Already a nurse before the war, Louise Mesh went through the First Service Command Basic Training for Army nurses in Fort Devens, in eastern Massachusetts, completing her training in 1945 towards the end of the war. She initially treated wounded soldiers coming home to army hospital stays, and was then assigned overseas to a hospital in Naples, the most bombed city in Italy during the war, according to Fleming. She said she never served in the field of combat. Starting as a second lieutenant, she finished her service as a captain.
One of Fleming’s fondest memories of wartime service was helping to set up an impromptu nursery and delivery room in the hospital in Italy for babies of servicemen who had married Italian women. She said they lobbied Washington, D.C., for supplies, including bottles, cribs and diapers, but did not receive a response. They had to put the babies somewhere, so the soldiers sanded orange crates to serve as bassinets, she recalled.
She said she had bought rattles for the babies in town and had put them on the doors to the nursery, which were not army regulation. When a general came to visit the hospital, she thought they would have to go. Instead, the general asked to see a baby, and said the rattles could stay.
Fleming said it was a positive to have the nursery and new life in the war zone. She also said she felt a bit sorry for the new Italian mothers and babies who were shipped home to their husbands’ families, never having met them before, while their husbands stayed behind, anxious to return home.
After the war, Fleming, who was originally from Easthampton, met and married her husband Robert Fleming and bought a house in Westfield. She also went back to college and became a teacher. She taught a very successful nursing program at West Springfield High School for 16 years, which she said was started by Donald Snyder. Fleming said people visited the program from all over the United States.
“I loved teaching. I loved working with teenagers,” she said.
Fleming said she’s still very busy. On Mondays and Tuesdays, she stays at The Arbors and enjoys activities there, including the dogs who come to visit. On Wednesdays, she used to have a friend come and take her out, but unfortunately, her friend passed away.
Her son Robert Fleming Jr. and her daughter-in-law, who live in Connecticut, take her to lunch on Thursdays, usually to the 99 Restaurant, which she said they enjoy. Every Friday she goes to the hairdresser.
“I get out a lot,” she said.
The past year and a half were very difficult for her, though. “We were quarantined, and couldn’t go in the corridor. It was terrible,” Fleming said, adding that she couldn’t see her son.
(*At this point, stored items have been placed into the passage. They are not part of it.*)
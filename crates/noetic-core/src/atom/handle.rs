//! Generational handle identifying an atom within a single [`crate::store::AtomStore`].

use serde::{Deserialize, Serialize};
use std::fmt;

/// A stable reference to an atom slot in the store's arena.
///
/// Mirrors the generational-index pattern: `index` locates the slot,
/// `generation` distinguishes a live atom from a removed one that used to
/// occupy the same slot. A handle obtained before a `remove` compares unequal
/// to whatever later occupies that slot, so stale handles are detected
/// rather than silently aliased.
///
/// `AtomHandle`s from different stores are never comparable in a meaningful
/// sense; nothing prevents passing one to the wrong store, but doing so will
/// reliably surface as [`crate::error::NoeticError::InvalidHandle`] rather
/// than corrupting unrelated data, since generation and index are checked
/// together.
#[derive(Debug, Clone, Copy, PartialEq, Eq, PartialOrd, Ord, Hash, Serialize, Deserialize)]
pub struct AtomHandle {
    pub(crate) index: u32,
    pub(crate) generation: u32,
}

impl AtomHandle {
    pub(crate) fn new(index: u32, generation: u32) -> Self {
        Self { index, generation }
    }

    pub(crate) fn index(self) -> usize {
        self.index as usize
    }

    pub(crate) fn generation(self) -> u32 {
        self.generation
    }
}

impl fmt::Display for AtomHandle {
    fn fmt(&self, f: &mut fmt::Formatter<'_>) -> fmt::Result {
        write!(f, "#{}.{}", self.index, self.generation)
    }
}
Last Feb. 28, they celebrated her 105th birthday, outside. One of her visitors was state Sen. John Velis, who is also an Army veteran, and who she said she has met several times before. A group from the Westfield Senior Center also came, as did a group from her church, Grace Lutheran in West Springfield. She said they couldn’t meet inside, but they sang “Happy Birthday” to her outdoors.
“It’s a privilege to know Louise at 105 years old, a World War II veteran, we have our freedom because of her. The Arbors are lucky and honored to have her as a part of our community,” said Executive Director Debbie DePaola of The Arbors at Westfield.
Today, Fleming is still very proud of being a member of the Army Nurse Corps.
“I feel it’s one of my accomplishments in life,” she said. Asked whether she ever went back to Italy, she said she was going to, but never did.
“It’s nice for people to know that women were in the service, too,” Fleming said.